§ SUPPLIED MATERIAL
• • • • • • •

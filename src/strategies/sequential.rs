// seq: one thread, element by element, left-fold sum

use crate::workload::sigmoid_of_sine;

pub fn transform(values: &mut [f64]) {
    values.iter_mut().for_each(|v| *v = sigmoid_of_sine(*v));
}

pub fn reduce(values: &[f64]) -> f64 {
    values.iter().sum()
}

pub fn transform_reduce(values: &mut [f64]) -> f64 {
    transform(values);
    reduce(values)
}
// Strategy dispatcher
// One variant per CLI token; each maps to a (transform, reduce) backend.
//   seq       - single thread, left-fold sum
//   unseq     - single thread, lane-blocked kernels
//   par       - rayon parallel iterators
//   par_unseq - rayon over blocks + lane kernels
//   tbb       - blocked-range split on a work-stealing runtime (feature "task-parallel")
//   omp       - fork-join team with static schedule and reduction (feature "fork-join")

#[cfg(feature = "fork-join")]
pub mod fork_join;
pub mod parallel;
pub mod sequential;
#[cfg(feature = "task-parallel")]
pub mod task_parallel;
pub mod vectorized;

use std::fmt;

use clap::ValueEnum;
use serde::Serialize;

use crate::context::ExecContext;
use crate::error::Result;
use crate::workload;

#[derive(Debug, Clone, Copy, PartialEq, Eq, Hash, ValueEnum, Serialize)]
#[serde(rename_all = "snake_case")]
pub enum Strategy {
    #[value(name = "seq")]
    Seq,
    #[value(name = "par")]
    Par,
    #[value(name = "par_unseq")]
    ParUnseq,
    #[value(name = "unseq")]
    Unseq,
    #[cfg(feature = "task-parallel")]
    #[value(name = "tbb")]
    Tbb,
    #[cfg(feature = "fork-join")]
    #[value(name = "omp")]
    Omp,
}

impl Strategy {
    /// Every strategy compiled into this build, in usage order.
    pub fn all() -> &'static [Strategy] {
        <Strategy as ValueEnum>::value_variants()
    }

    pub fn as_str(self) -> &'static str {
        match self {
            Strategy::Seq => "seq",
            Strategy::Par => "par",
            Strategy::ParUnseq => "par_unseq",
            Strategy::Unseq => "unseq",
            #[cfg(feature = "task-parallel")]
            Strategy::Tbb => "tbb",
            #[cfg(feature = "fork-join")]
            Strategy::Omp => "omp",
        }
    }

    /// Allocate a zeroed buffer of `len`, transform it and return its sum.
    pub fn run(self, len: usize, ctx: &ExecContext) -> Result<f64> {
        let mut values = workload::allocate(len);
        self.execute(&mut values, ctx)
    }

    /// Transform `values` in place and return their sum.
    pub fn execute(self, values: &mut [f64], ctx: &ExecContext) -> Result<f64> {
        let total = match self {
            Strategy::Seq => sequential::transform_reduce(values),
            Strategy::Unseq => vectorized::transform_reduce(values),
            Strategy::Par => ctx.install(|| parallel::transform_reduce(values)),
            Strategy::ParUnseq => ctx.install(|| parallel::transform_reduce_vectorized(values)),
            #[cfg(feature = "task-parallel")]
            Strategy::Tbb => {
                let grain = ctx.grain();
                ctx.install(|| task_parallel::transform_reduce(values, grain))
            }
            #[cfg(feature = "fork-join")]
            Strategy::Omp => fork_join::transform_reduce(values, ctx.threads(), ctx.affinity())?,
        };
        Ok(total)
    }
}

impl fmt::Display for Strategy {
    fn fmt(&self, f: &mut fmt::Formatter<'_>) -> fmt::Result {
        f.write_str(self.as_str())
    }
}

/// `<seq|par|...>` placeholder listing every compiled-in token.
pub fn token_list() -> String {
    let tokens: Vec<&str> = Strategy::all().iter().map(|s| s.as_str()).collect();
    format!("<{}>", tokens.join("|"))
}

• • • • • • •

§ REQUIRED WORK
Transcribe the records above in full, exactly as they stand.

§ ANSWER TO THIS PROBLEM
filename src/strategies/sequential.rs
// seq: one thread, element by element, left-fold sum

use crate::workload::sigmoid_of_sine;

pub fn transform(values: &mut [f64]) {
    values.iter_mut().for_each(|v| *v = sigmoid_of_sine(*v));
}

pub fn reduce(values: &[f64]) -> f64 {
    values.iter().sum()
}

pub fn transform_reduce(values: &mut [f64]) -> f64 {
    transform(values);
    reduce(values)
}
// Strategy dispatcher
// One variant per CLI token; each maps to a (transform, reduce) backend.
//   seq       - single thread, left-fold sum
//   unseq     - single thread, lane-blocked kernels
//   par       - rayon parallel iterators
//   par_unseq - rayon over blocks + lane kernels
//   tbb       - blocked-range split on a work-stealing runtime (feature "task-parallel")
//   omp       - fork-join team with static schedule and reduction (feature "fork-join")

#[cfg(feature = "fork-join")]
pub mod fork_join;
pub mod parallel;
pub mod sequential;
#[cfg(feature = "task-parallel")]
pub mod task_parallel;
pub mod vectorized;

use std::fmt;

use clap::ValueEnum;
use serde::Serialize;

use crate::context::ExecContext;
use crate::error::Result;
use crate::workload;

#[derive(Debug, Clone, Copy, PartialEq, Eq, Hash, ValueEnum, Serialize)]
#[serde(rename_all = "snake_case")]
pub enum Strategy {
    #[value(name = "seq")]
    Seq,
    #[value(name = "par")]
    Par,
    #[value(name = "par_unseq")]
    ParUnseq,
    #[value(name = "unseq")]
    Unseq,
    #[cfg(feature = "task-parallel")]
    #[value(name = "tbb")]
    Tbb,
    #[cfg(feature = "fork-join")]
    #[value(name = "omp")]
    Omp,
}

impl Strategy {
    /// Every strategy compiled into this build, in usage order.
    pub fn all() -> &'static [Strategy] {
        <Strategy as ValueEnum>::value_variants()
    }

    pub fn as_str(self) -> &'static str {
        match self {
            Strategy::Seq => "seq",
            Strategy::Par => "par",
            Strategy::ParUnseq => "par_unseq",
            Strategy::Unseq => "unseq",
            #[cfg(feature = "task-parallel")]
            Strategy::Tbb => "tbb",
            #[cfg(feature = "fork-join")]
            Strategy::Omp => "omp",
        }
    }

    /// Allocate a zeroed buffer of `len`, transform it and return its sum.
    pub fn run(self, len: usize, ctx: &ExecContext) -> Result<f64> {
        let mut values = workload::allocate(len);
        self.execute(&mut values, ctx)
    }

    /// Transform `values` in place and return their sum.
    pub fn execute(self, values: &mut [f64], ctx: &ExecContext) -> Result<f64> {
        let total = match self {
            Strategy::Seq => sequential::transform_reduce(values),
            Strategy::Unseq => vectorized::transform_reduce(values),
            Strategy::Par => ctx.install(|| parallel::transform_reduce(values)),
            Strategy::ParUnseq => ctx.install(|| parallel::transform_reduce_vectorized(values)),
            #[cfg(feature = "task-parallel")]
            Strategy::Tbb => {
                let grain = ctx.grain();
                ctx.install(|| task_parallel::transform_reduce(values, grain))
            }
            #[cfg(feature = "fork-join")]
            Strategy::Omp => fork_join::transform_reduce(values, ctx.threads(), ctx.affinity())?,
        };
        Ok(total)
    }
}

impl fmt::Display for Strategy {
    fn fmt(&self, f: &mut fmt::Formatter<'_>) -> fmt::Result {
        f.write_str(self.as_str())
    }
}

/// `<seq|par|...>` placeholder listing every compiled-in token.
pub fn token_list() -> String {
    let tokens: Vec<&str> = Strategy::all().iter().map(|s| s.as_str()).collect();
    format!("<{}>", tokens.join("|"))
}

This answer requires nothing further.